Since then, over the strong objection of the NAIJ, the status of Immigration Judges has been even farther reduced to that of glorified “deportation clerks.” The idea that individuals whose little remining discretion has been removed have somehow morphed into “management officials” is both totally absurd and a confirmation that so-called “management officials” in the Federal Government under the Trump Administration have nothing to manage.

 

Seems like this clear abuse of our legal system by Barr and his cronies should be a subject for investigation by the House Judiciary Committee and would warrant commencement of impeachment proceedings against arrogant, anti-American scofflaw Bill Barr. Not that Barr hasn’t already been found in contempt of Congress and the American people – he has. He’s a disgusting character – a disgrace to public service and the legal profession.

 

I suppose he will escape accountability in his lifetime.

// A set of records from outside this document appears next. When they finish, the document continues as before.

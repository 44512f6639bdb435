//! Response shapes handed to presentation layers.

use serde::Serialize;

use crate::clock::ClockTime;
use crate::error::EngineError;
use crate::geo::{self, Bearing, CardinalLabel, Coordinate};
use crate::iqama::RuleSet;
use crate::timetable::{EventName, EventTimeTable, NextEvent};

/// Direction and distance from an observer to the target.
#[derive(Debug, Clone, Copy, PartialEq, Serialize)]
pub struct DirectionReport {
    pub observer: Coordinate,
    pub target: Coordinate,
    pub bearing: Bearing,
    pub cardinal: CardinalLabel,
    pub distance_km: f64,
}

impl DirectionReport {
    /// Direction from `observer` to the Kaaba.
    pub fn for_observer(observer: Coordinate) -> Self {
        Self::between(observer, Coordinate::KAABA)
    }

    pub fn between(observer: Coordinate, target: Coordinate) -> Self {
        let bearing = geo::bearing(observer, target);
        Self {
            observer,
            target,
            bearing,
            cardinal: geo::cardinal(bearing),
            distance_km: geo::distance_km(observer, target),
        }
    }
}

/// One row of the day's schedule.
#[derive(Debug, Clone, PartialEq, Eq, Serialize)]
pub struct ScheduleEntry {
    pub name: EventName,
    pub adhan: ClockTime,
    #[serde(skip_serializing_if = "Option::is_none")]
    pub iqama: Option<ClockTime>,
}

/// A day's events annotated with iqama times and the next upcoming event.
#[derive(Debug, Clone, PartialEq, Eq, Serialize)]
pub struct DaySchedule {
    pub entries: Vec<ScheduleEntry>,
    #[serde(skip_serializing_if = "Option::is_none")]
    pub jumuah: Option<ClockTime>,
    pub is_summer: bool,
    pub next: NextEvent,
}

impl DaySchedule {
    /// Builds the schedule view for `now`.
    ///
    /// Rows follow `order`; names the table lacks are left out. Fails only
    /// when next-event resolution fails.
    pub fn build(
        table: &EventTimeTable,
        rules: &RuleSet,
        order: &[EventName],
        now: ClockTime,
        is_summer: bool,
    ) -> Result<Self, EngineError> {
        let next = table.next_event(now, order)?;

        let entries = order
            .iter()
            .filter_map(|name| {
                table.get(name.as_str()).map(|adhan| ScheduleEntry {
                    name: name.clone(),
                    adhan,
                    iqama: rules.derive_for(name.as_str(), table, is_summer),
                })
            })
            .collect();

        Ok(Self {
            entries,
            jumuah: rules.derive_jumuah(table, is_summer),
            is_summer,
            next,
        })
    }

    pub fn entry(&self, name: &str) -> Option<&ScheduleEntry> {
        self.entries.iter().find(|entry| entry.name.as_str() == name)
    }
}
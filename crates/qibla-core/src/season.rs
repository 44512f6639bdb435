//! Summer/winter selection for seasonal rules.

use std::collections::BTreeSet;

use chrono::{Datelike, NaiveDate};
use serde::{Deserialize, Serialize};

use crate::error::EngineError;

/// Which calendar months count as summer.
///
/// Cutover dates differ between venues and hemispheres, so this is data
/// rather than a fixed rule.
#[derive(Debug, Clone, PartialEq, Eq, Serialize, Deserialize)]
#[serde(try_from = "RawSeasonPolicy")]
pub struct SeasonPolicy {
    summer_months: BTreeSet<u32>,
}

#[derive(Deserialize)]
struct RawSeasonPolicy {
    summer_months: Vec<u32>,
}

impl SeasonPolicy {
    /// Creates a policy from month numbers (1 = January).
    pub fn new(summer_months: impl IntoIterator<Item = u32>) -> Result<Self, EngineError> {
        let summer_months = summer_months
            .into_iter()
            .map(|month| {
                if (1..=12).contains(&month) {
                    Ok(month)
                } else {
                    Err(EngineError::InvalidSeasonMonth { month })
                }
            })
            .collect::<Result<BTreeSet<_>, _>>()?;
        Ok(Self { summer_months })
    }

    /// Southern-hemisphere summer: October through March.
    pub fn southern() -> Self {
        Self {
            summer_months: [10, 11, 12, 1, 2, 3].into_iter().collect(),
        }
    }

    /// Northern-hemisphere summer: April through September.
    pub fn northern() -> Self {
        Self {
            summer_months: (4..=9).collect(),
        }
    }

    pub fn is_summer(&self, date: NaiveDate) -> bool {
        self.summer_months.contains(&date.month())
    }

    /// Summer months in calendar order.
    pub fn summer_months(&self) -> impl Iterator<Item = u32> + '_ {
        self.summer_months.iter().copied()
    }
}

impl Default for SeasonPolicy {
    fn default() -> Self {
        Self::southern()
    }
}

impl TryFrom<RawSeasonPolicy> for SeasonPolicy {
    type Error = EngineError;

    fn try_from(raw: RawSeasonPolicy) -> Result<Self, Self::Error> {
        Self::new(raw.summer_months)
    }
}

#[cfg(test)]
mod tests {
    use super::*;

    fn date(y: i32, m: u32, d: u32) -> NaiveDate {
        NaiveDate::from_ymd_opt(y, m, d).unwrap()
    }

    #[test]
    fn test_default_is_southern_hemisphere() {
        let policy = SeasonPolicy::default();
        assert!(policy.is_summer(date(2025, 1, 15)));
        assert!(policy.is_summer(date(2025, 3, 31)));
        assert!(!policy.is_summer(date(2025, 4, 1)));
        assert!(!policy.is_summer(date(2025, 9, 30)));
        assert!(policy.is_summer(date(2025, 10, 1)));
        assert!(policy.is_summer(date(2025, 12, 25)));
    }

    #[test]
    fn test_northern_is_the_complement() {
        let north = SeasonPolicy::northern();
        let south = SeasonPolicy::southern();
        for month in 1..=12 {
            let d = date(2025, month, 1);
            assert_ne!(north.is_summer(d), south.is_summer(d), "month {month}");
        }
    }

    #[test]
    fn test_rejects_invalid_months() {
        assert_eq!(
            SeasonPolicy::new([6, 13]).unwrap_err(),
            EngineError::InvalidSeasonMonth { month: 13 }
        );
        assert!(SeasonPolicy::new([0]).is_err());
        assert!(SeasonPolicy::new([]).is_ok());
    }

    #[test]
    fn test_deserializes_and_validates() {
        let policy: SeasonPolicy = serde_json::from_str(r#"{"summer_months": [6, 7, 8]}"#).unwrap();
        assert_eq!(policy.summer_months().collect::<Vec<_>>(), vec![6, 7, 8]);
        assert!(serde_json::from_str::<SeasonPolicy>(r#"{"summer_months": [14]}"#).is_err());
    }
}
//! Command-line argument definitions.

use std::path::PathBuf;

use clap::{Args, Parser, Subcommand};
use qibla_core::{ClockTime, EventName, SecondaryTimeRule};

use crate::commands::align::AlignArgs;
use crate::commands::next::NextArgs;
use crate::commands::schedule::ScheduleArgs;

/// Qibla direction and prayer schedule.
///
/// Computes the direction to the Kaaba, resolves the next prayer with iqama
/// times, and tracks compass alignment from a stream of headings.
#[derive(Debug, Parser)]
#[command(name = "qibla", version, about, long_about = None)]
pub struct Cli {
    /// Enable verbose output.
    #[arg(short, long, global = true)]
    pub verbose: bool,

    /// Path to config file.
    #[arg(short, long, global = true)]
    pub config: Option<PathBuf>,

    #[command(subcommand)]
    pub command: Option<Commands>,
}

/// Available subcommands.
#[derive(Debug, Subcommand)]
pub enum Commands {
    /// Show the direction and distance to the Kaaba.
    Direction {
        #[command(flatten)]
        location: LocationArgs,

        /// Output as JSON.
        #[arg(long)]
        json: bool,
    },

    /// Show the next event after a given time.
    Next(NextArgs),

    /// Show a day's schedule with iqama times.
    Schedule(ScheduleArgs),

    /// Read compass headings from stdin and report alignment per sample.
    Align(AlignArgs),

    /// List configured venues.
    Venues {
        /// Output as JSON.
        #[arg(long)]
        json: bool,
    },
}

/// Where the observer is.
#[derive(Debug, Clone, Default, Args)]
pub struct LocationArgs {
    /// Observer latitude in degrees.
    #[arg(long, allow_negative_numbers = true, requires = "lon")]
    pub lat: Option<f64>,

    /// Observer longitude in degrees.
    #[arg(long, allow_negative_numbers = true, requires = "lat")]
    pub lon: Option<f64>,

    /// Use a configured venue's location (and rules, where relevant).
    #[arg(long, conflicts_with_all = ["lat", "lon"])]
    pub venue: Option<String>,
}

/// Where the day's adhan times come from.
#[derive(Debug, Clone, Default, Args)]
pub struct TimetableArgs {
    /// Adhan times as name=HH:MM pairs (e.g., fajr=05:00,dhuhr=12:15).
    #[arg(long, value_delimiter = ',', value_parser = parse_event_time)]
    pub times: Vec<(EventName, ClockTime)>,

    /// JSON file mapping event names to HH:MM.
    #[arg(long, conflicts_with = "times")]
    pub timetable: Option<PathBuf>,

    /// Fetch times from the timings service for the observer's location.
    #[arg(long, conflicts_with_all = ["times", "timetable"])]
    pub fetch: bool,
}

/// The reference moment and season.
#[derive(Debug, Clone, Default, Args)]
pub struct WhenArgs {
    /// Reference time (HH:MM). Defaults to the local clock.
    #[arg(long)]
    pub at: Option<ClockTime>,

    /// Calendar date (YYYY-MM-DD). Defaults to today.
    #[arg(long)]
    pub date: Option<chrono::NaiveDate>,

    /// Force summer rules regardless of date.
    #[arg(long, conflicts_with = "winter")]
    pub summer: bool,

    /// Force winter rules regardless of date.
    #[arg(long)]
    pub winter: bool,
}

/// Parses `name=HH:MM`.
pub fn parse_event_time(s: &str) -> Result<(EventName, ClockTime), String> {
    let (name, time) = s
        .split_once('=')
        .ok_or_else(|| format!("expected name=HH:MM, got `{s}`"))?;
    let name = EventName::new(name).map_err(|e| e.to_string())?;
    let time = time.parse().map_err(|e: qibla_core::EngineError| e.to_string())?;
    Ok((name, time))
}

/// Parses `name=RULE` where RULE is `HH:MM`, `+N`, `-N` or `SUMMER/WINTER`.
pub fn parse_event_rule(s: &str) -> Result<(EventName, SecondaryTimeRule), String> {
    let (name, rule) = s
        .split_once('=')
        .ok_or_else(|| format!("expected name=RULE, got `{s}`"))?;
    let name = EventName::new(name).map_err(|e| e.to_string())?;
    let rule = rule.parse().map_err(|e: qibla_core::EngineError| e.to_string())?;
    Ok((name, rule))
}

#[cfg(test)]
mod tests {
    use super::*;

    use clap::CommandFactory;

    #[test]
    fn test_cli_definition_is_valid() {
        Cli::command().debug_assert();
    }

    #[test]
    fn test_parse_event_time_accepts_pairs() {
        let (name, time) = parse_event_time("Fajr=05:00").unwrap();
        assert_eq!(name.as_str(), "fajr");
        assert_eq!(time.to_string(), "05:00");
        assert!(parse_event_time("fajr").is_err());
        assert!(parse_event_time("fajr=25:00").is_err());
        assert!(parse_event_time("=05:00").is_err());
    }

    #[test]
    fn test_parse_event_rule_accepts_compact_rules() {
        let (name, rule) = parse_event_rule("jumuah=13:40/12:40").unwrap();
        assert_eq!(name.as_str(), "jumuah");
        assert_eq!(rule.to_string(), "13:40/12:40");
        assert!(parse_event_rule("fajr=soon").is_err());
    }

    #[test]
    fn test_negative_coordinates_parse() {
        let cli = Cli::try_parse_from([
            "qibla",
            "direction",
            "--lat",
            "-36.85",
            "--lon",
            "174.76",
        ])
        .unwrap();
        let Some(Commands::Direction { location, .. }) = cli.command else {
            panic!("expected direction command");
        };
        assert!((location.lat.unwrap() + 36.85).abs() < 1e-9);
    }

    #[test]
    fn test_venue_conflicts_with_coordinates() {
        let result = Cli::try_parse_from([
            "qibla", "direction", "--venue", "Hall", "--lat", "1", "--lon", "2",
        ]);
        assert!(result.is_err());
    }
}
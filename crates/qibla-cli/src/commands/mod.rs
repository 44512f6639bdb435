//! CLI subcommand implementations.

pub mod align;
pub mod direction;
pub mod next;
pub mod schedule;
pub mod util;
pub mod venues;
//! Next command: the upcoming event after a reference time.

use std::io::Write;

use anyhow::{Context, Result};
use clap::Args;
use qibla_core::NextEvent;

use super::util;
use crate::Config;
use crate::cli::{LocationArgs, TimetableArgs, WhenArgs};

/// Arguments for the `next` subcommand.
#[derive(Debug, Clone, Args)]
pub struct NextArgs {
    #[command(flatten)]
    pub timetable: TimetableArgs,

    #[command(flatten)]
    pub location: LocationArgs,

    #[command(flatten)]
    pub when: WhenArgs,

    /// Output as JSON.
    #[arg(long)]
    pub json: bool,
}

pub fn run<W: Write>(writer: &mut W, args: &NextArgs, config: &Config) -> Result<()> {
    let observer = util::resolve_observer(&args.location, config)?;
    let moment = util::resolve_moment(&args.when, &config.season);
    let table = util::load_timetable(&args.timetable, observer.as_ref(), moment.date, config)?;

    let next = table
        .next_event(moment.time, &config.event_order)
        .context("failed to resolve the next event")?;
    tracing::debug!(now = %moment.time, next = %next.name, "resolved next event");

    if args.json {
        writeln!(writer, "{}", serde_json::to_string_pretty(&next)?)?;
    } else {
        writeln!(writer, "{}", format_next(&next))?;
    }
    Ok(())
}

/// One-line summary such as `Next: asr at 15:40 (in 3h 25m)`.
pub fn format_next(next: &NextEvent) -> String {
    let day = if next.is_tomorrow { " tomorrow" } else { "" };
    format!(
        "Next: {} at {}{day} (in {})",
        next.name,
        next.time,
        util::format_minutes(next.minutes_until)
    )
}
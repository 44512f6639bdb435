//! Helpers shared by the subcommands: resolving the observer, the moment and
//! the day's timetable from arguments and config.

use std::fs;

use anyhow::{Context, Result, bail};
use chrono::{Local, NaiveDate};
use qibla_core::{ClockTime, Coordinate, EventTimeTable, SeasonPolicy, Venue, find_venue};

use crate::cli::{LocationArgs, TimetableArgs, WhenArgs};
use crate::Config;

/// Where the command is being run for.
#[derive(Debug, Clone, Copy)]
pub struct Observer<'a> {
    pub location: Coordinate,
    /// Set when the location came from `--venue`.
    pub venue: Option<&'a Venue>,
}

/// Reference date, time of day and season.
#[derive(Debug, Clone, Copy, PartialEq, Eq)]
pub struct Moment {
    pub date: NaiveDate,
    pub time: ClockTime,
    pub is_summer: bool,
}

pub fn resolve_venue<'a>(config: &'a Config, name: &str) -> Result<&'a Venue> {
    find_venue(&config.venues, name)
        .with_context(|| format!("unknown venue `{name}` (see `qibla venues`)"))
}

/// Resolves `--venue` or `--lat/--lon`. Returns `None` when neither is given.
pub fn resolve_observer<'a>(
    args: &LocationArgs,
    config: &'a Config,
) -> Result<Option<Observer<'a>>> {
    if let Some(name) = &args.venue {
        let venue = resolve_venue(config, name)?;
        return Ok(Some(Observer {
            location: venue.location,
            venue: Some(venue),
        }));
    }

    match (args.lat, args.lon) {
        (Some(lat), Some(lon)) => {
            let location = Coordinate::new(lat, lon).context("invalid --lat/--lon")?;
            Ok(Some(Observer {
                location,
                venue: None,
            }))
        }
        _ => Ok(None),
    }
}

pub fn require_observer<'a>(args: &LocationArgs, config: &'a Config) -> Result<Observer<'a>> {
    resolve_observer(args, config)?
        .context("a location is required: pass --venue or --lat and --lon")
}

/// Fills in the local date and clock for anything not given explicitly.
pub fn resolve_moment(args: &WhenArgs, policy: &SeasonPolicy) -> Moment {
    let now = Local::now().naive_local();
    let date = args.date.unwrap_or_else(|| now.date());
    let time = args.at.unwrap_or_else(|| ClockTime::from(now.time()));

    Moment {
        date,
        time,
        is_summer: resolve_season(policy, date, args.summer, args.winter),
    }
}

/// `--summer` and `--winter` override the configured season policy.
pub fn resolve_season(
    policy: &SeasonPolicy,
    date: NaiveDate,
    force_summer: bool,
    force_winter: bool,
) -> bool {
    if force_summer {
        true
    } else if force_winter {
        false
    } else {
        policy.is_summer(date)
    }
}

/// Loads the day's adhan times from `--times`, `--timetable` or `--fetch`.
pub fn load_timetable(
    args: &TimetableArgs,
    observer: Option<&Observer<'_>>,
    date: NaiveDate,
    config: &Config,
) -> Result<EventTimeTable> {
    if args.fetch {
        let observer =
            observer.context("--fetch needs a location: pass --venue or --lat and --lon")?;
        return fetch_timetable(config, observer.location, date);
    }

    if let Some(path) = &args.timetable {
        let contents = fs::read_to_string(path)
            .with_context(|| format!("failed to read {}", path.display()))?;
        return serde_json::from_str(&contents)
            .with_context(|| format!("invalid timetable in {}", path.display()));
    }

    if args.times.is_empty() {
        bail!("no adhan times given: pass --times, --timetable or --fetch");
    }
    EventTimeTable::from_entries(args.times.iter().cloned()).context("invalid --times")
}

fn fetch_timetable(config: &Config, location: Coordinate, date: NaiveDate) -> Result<EventTimeTable> {
    let client = qibla_times::Client::new(config.times.base_url.clone())
        .context("failed to create timings client")?;

    let runtime = tokio::runtime::Runtime::new().context("failed to initialize tokio runtime")?;
    runtime
        .block_on(client.fetch_day(date, location, config.times.method))
        .context("failed to fetch prayer timings")
}

/// Formats a minute count as `3h 25m`, or `25m` under an hour.
pub fn format_minutes(total_minutes: i64) -> String {
    if total_minutes < 0 {
        return "0m".to_string();
    }
    let hours = total_minutes / 60;
    let minutes = total_minutes % 60;

    if hours >= 1 {
        format!("{hours}h {minutes}m")
    } else {
        format!("{minutes}m")
    }
}
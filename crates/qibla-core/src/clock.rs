//! Time-of-day values without a date.

use std::fmt;
use std::str::FromStr;

use chrono::{NaiveTime, Timelike};
use serde::{Deserialize, Serialize};

use crate::error::EngineError;

/// Minutes in a day.
pub const MINUTES_PER_DAY: i64 = 24 * 60;

/// A wall-clock time with minute precision.
///
/// Ordering is lexicographic on `(hour, minute)`, which the derived `Ord`
/// gives us through field order.
#[derive(Debug, Clone, Copy, PartialEq, Eq, PartialOrd, Ord, Hash, Serialize, Deserialize)]
#[serde(try_from = "String", into = "String")]
pub struct ClockTime {
    hour: u32,
    minute: u32,
}

impl ClockTime {
    /// Creates a clock time after range validation.
    pub const fn new(hour: u32, minute: u32) -> Result<Self, EngineError> {
        if hour > 23 || minute > 59 {
            return Err(EngineError::InvalidClockTime { hour, minute });
        }
        Ok(Self { hour, minute })
    }

    #[must_use]
    pub const fn hour(self) -> u32 {
        self.hour
    }

    #[must_use]
    pub const fn minute(self) -> u32 {
        self.minute
    }

    /// Minutes elapsed since midnight.
    #[must_use]
    pub const fn minutes_since_midnight(self) -> i64 {
        (self.hour * 60 + self.minute) as i64
    }

    /// Builds a clock time from a minute count, wrapping into a single day.
    ///
    /// Uses floor division so negative counts wrap back from midnight
    /// instead of producing negative minutes.
    #[must_use]
    #[expect(
        clippy::cast_possible_truncation,
        clippy::cast_sign_loss,
        reason = "rem_euclid keeps both values small and non-negative"
    )]
    pub const fn from_total_minutes(total: i64) -> Self {
        let hour = total.div_euclid(60).rem_euclid(24);
        let minute = total.rem_euclid(60);
        Self {
            hour: hour as u32,
            minute: minute as u32,
        }
    }

    /// Shifts by a signed number of minutes, wrapping across midnight.
    #[must_use]
    pub const fn add_minutes(self, minutes: i64) -> Self {
        Self::from_total_minutes(self.minutes_since_midnight() + minutes)
    }
}

impl From<NaiveTime> for ClockTime {
    fn from(time: NaiveTime) -> Self {
        Self {
            hour: time.hour(),
            minute: time.minute(),
        }
    }
}

impl fmt::Display for ClockTime {
    fn fmt(&self, f: &mut fmt::Formatter<'_>) -> fmt::Result {
        write!(f, "{:02}:{:02}", self.hour, self.minute)
    }
}

impl FromStr for ClockTime {
    type Err = EngineError;

    /// Parses `HH:MM` or `H:MM`.
    ///
    /// Timing services append a zone label such as `05:12 (NZDT)`; anything
    /// after the first whitespace is ignored.
    fn from_str(s: &str) -> Result<Self, Self::Err> {
        let unparsable = || EngineError::UnparsableClockTime {
            input: s.to_string(),
        };

        let clock = s.split_whitespace().next().ok_or_else(unparsable)?;
        let (hour, minute) = clock.split_once(':').ok_or_else(unparsable)?;
        let all_digits = |part: &str| part.bytes().all(|b| b.is_ascii_digit());
        if hour.is_empty() || hour.len() > 2 || minute.len() != 2 {
            return Err(unparsable());
        }
        if !all_digits(hour) || !all_digits(minute) {
            return Err(unparsable());
        }
        let hour: u32 = hour.parse().map_err(|_| unparsable())?;
        let minute: u32 = minute.parse().map_err(|_| unparsable())?;
        Self::new(hour, minute)
    }
}

impl TryFrom<String> for ClockTime {
    type Error = EngineError;

    fn try_from(value: String) -> Result<Self, Self::Error> {
        value.parse()
    }
}

impl From<ClockTime> for String {
    fn from(time: ClockTime) -> Self {
        time.to_string()
    }
}
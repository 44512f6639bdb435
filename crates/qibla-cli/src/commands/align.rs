//! Align command: compass alignment for a stream of heading samples.
//!
//! Headings are read one per line. Each valid sample produces one JSON line
//! on the output; rejected lines are reported on the error stream and do not
//! stop the run.

use std::io::{BufRead, Write};

use anyhow::{Context, Result, bail};
use clap::Args;
use qibla_core::alignment::{self, AlignmentState};
use qibla_core::{Bearing, Coordinate, EngineError, geo};
use serde::Serialize;

use super::util;
use crate::Config;
use crate::cli::LocationArgs;

/// Arguments for the `align` subcommand.
#[derive(Debug, Clone, Args)]
pub struct AlignArgs {
    #[command(flatten)]
    pub location: LocationArgs,

    /// Target bearing in degrees, instead of the qibla from a location.
    #[arg(long, conflicts_with_all = ["lat", "lon", "venue"])]
    pub target: Option<f64>,

    /// Half-width of the aligned window in degrees. Defaults to the config value.
    #[arg(long)]
    pub tolerance: Option<f64>,

    /// Read all samples first and evaluate them in parallel.
    #[arg(long)]
    pub batch: bool,
}

#[derive(Debug, Serialize)]
struct AlignmentLine {
    #[serde(flatten)]
    state: AlignmentState,
    needle_rotation: Bearing,
}

impl From<AlignmentState> for AlignmentLine {
    fn from(state: AlignmentState) -> Self {
        Self {
            state,
            needle_rotation: state.needle_rotation(),
        }
    }
}

/// Counts reported once input is exhausted.
#[derive(Debug, Clone, Copy, Default, PartialEq, Eq)]
pub struct AlignSummary {
    pub samples: usize,
    pub rejected: usize,
}

pub fn run<R: BufRead, W: Write, E: Write>(
    input: R,
    writer: &mut W,
    errors: &mut E,
    args: &AlignArgs,
    config: &Config,
) -> Result<AlignSummary> {
    let target = resolve_target(args, config)?;
    let tolerance = alignment::check_tolerance(args.tolerance.unwrap_or(config.tolerance_degrees))
        .context("invalid --tolerance")?;
    tracing::debug!(target = target.degrees(), tolerance, batch = args.batch, "starting alignment");

    let mut summary = AlignSummary::default();
    if args.batch {
        let mut samples = Vec::new();
        for (line_no, line) in numbered_lines(input) {
            let line = line.context("failed to read input")?;
            match parse_sample(&line) {
                Some(Ok(heading)) => samples.push((line_no, heading)),
                Some(Err(message)) => report(errors, &mut summary, line_no, &message)?,
                None => {}
            }
        }

        let headings: Vec<f64> = samples.iter().map(|&(_, heading)| heading).collect();
        let states = alignment::track(target, &headings, tolerance);
        for ((line_no, _), state) in samples.into_iter().zip(states) {
            emit(writer, errors, &mut summary, line_no, state)?;
        }
    } else {
        for (line_no, line) in numbered_lines(input) {
            let line = line.context("failed to read input")?;
            match parse_sample(&line) {
                Some(Ok(heading)) => {
                    let state = alignment::update(target, heading, tolerance);
                    emit(writer, errors, &mut summary, line_no, state)?;
                    writer.flush()?;
                }
                Some(Err(message)) => report(errors, &mut summary, line_no, &message)?,
                None => {}
            }
        }
    }

    tracing::debug!(
        samples = summary.samples,
        rejected = summary.rejected,
        "alignment input exhausted"
    );
    Ok(summary)
}

fn resolve_target(args: &AlignArgs, config: &Config) -> Result<Bearing> {
    if let Some(target) = args.target {
        return Bearing::new(target).context("invalid --target");
    }
    match util::resolve_observer(&args.location, config)? {
        Some(observer) => Ok(geo::bearing(observer.location, Coordinate::KAABA)),
        None => bail!("pass --target, --venue or --lat and --lon"),
    }
}

fn numbered_lines<R: BufRead>(input: R) -> impl Iterator<Item = (usize, std::io::Result<String>)> {
    input.lines().enumerate().map(|(index, line)| (index + 1, line))
}

/// Parses one input line. Blank lines and `#` comments yield `None`.
fn parse_sample(line: &str) -> Option<Result<f64, String>> {
    let line = line.trim();
    if line.is_empty() || line.starts_with('#') {
        return None;
    }
    Some(
        line.parse::<f64>()
            .map_err(|_| format!("`{line}` is not a heading")),
    )
}

fn emit<W: Write, E: Write>(
    writer: &mut W,
    errors: &mut E,
    summary: &mut AlignSummary,
    line_no: usize,
    state: Result<AlignmentState, EngineError>,
) -> Result<()> {
    match state {
        Ok(state) => {
            summary.samples += 1;
            let line = AlignmentLine::from(state);
            writeln!(writer, "{}", serde_json::to_string(&line)?)?;
            Ok(())
        }
        Err(err) => report(errors, summary, line_no, &err.to_string()),
    }
}

fn report<E: Write>(
    errors: &mut E,
    summary: &mut AlignSummary,
    line_no: usize,
    message: &str,
) -> Result<()> {
    summary.rejected += 1;
    writeln!(errors, "line {line_no}: {message}")?;
    Ok(())
}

But, the “Jefferson Davis of the Justice Department” will certainly receive the judgement of history against him for his betrayal of his country and his racist, White Nationalist misconduct clothed in a thin veneer of undeserved credibility based on his success in the corporate legal world. If anything, that a sleazy and corrupt character like Barr could prosper in the world of “white shoe corporate law” is an indictment of that system and its total lack of values and ethical standards.

 

Meanwhile, it appears that the actions of the NAIJ have been successful in striking a nerve among the DOJ kakistocracy. As with the corrupt, inept, and racist-infested DHS, the current inability of the DOJ as an institution to stand up to Barr’s dishonesty, corruption, and lawless behavior certainly merits a reexamination of the role and structure of the DOJ down the line with an eye toward determining how an institution supposedly staffed with “officers of the court” could be so cowardly and inept when it comes to standing up against internal abuses and contempt for our Constitution.

 

In addition, the latest abuse of authority by Barr emphasizes the need for immediate removal of the Immigration Courts from Barr’s control and a reversal of the “Chevron doctrine” of “judicial task avoidance” that has granted the DOJ’s immigration kakistocracy clearly unwarranted and unjustified “deference.”

 

Finally, I pass along my favorite quip from one of my former colleagues about the exalted “management role” of today’s Immigration Judges: “I often say I am not even permitted to manage the pencils in my courtroom.”

 

While there is a certain type of “dark humor” in the actions of Barr and the other “malicious incompetents” in the Trump Administration, there is nothing funny about the innocent lives being lost or threatened by their actions or the damage that these “evil clowns” are inflicting on our Constitution and our instructions.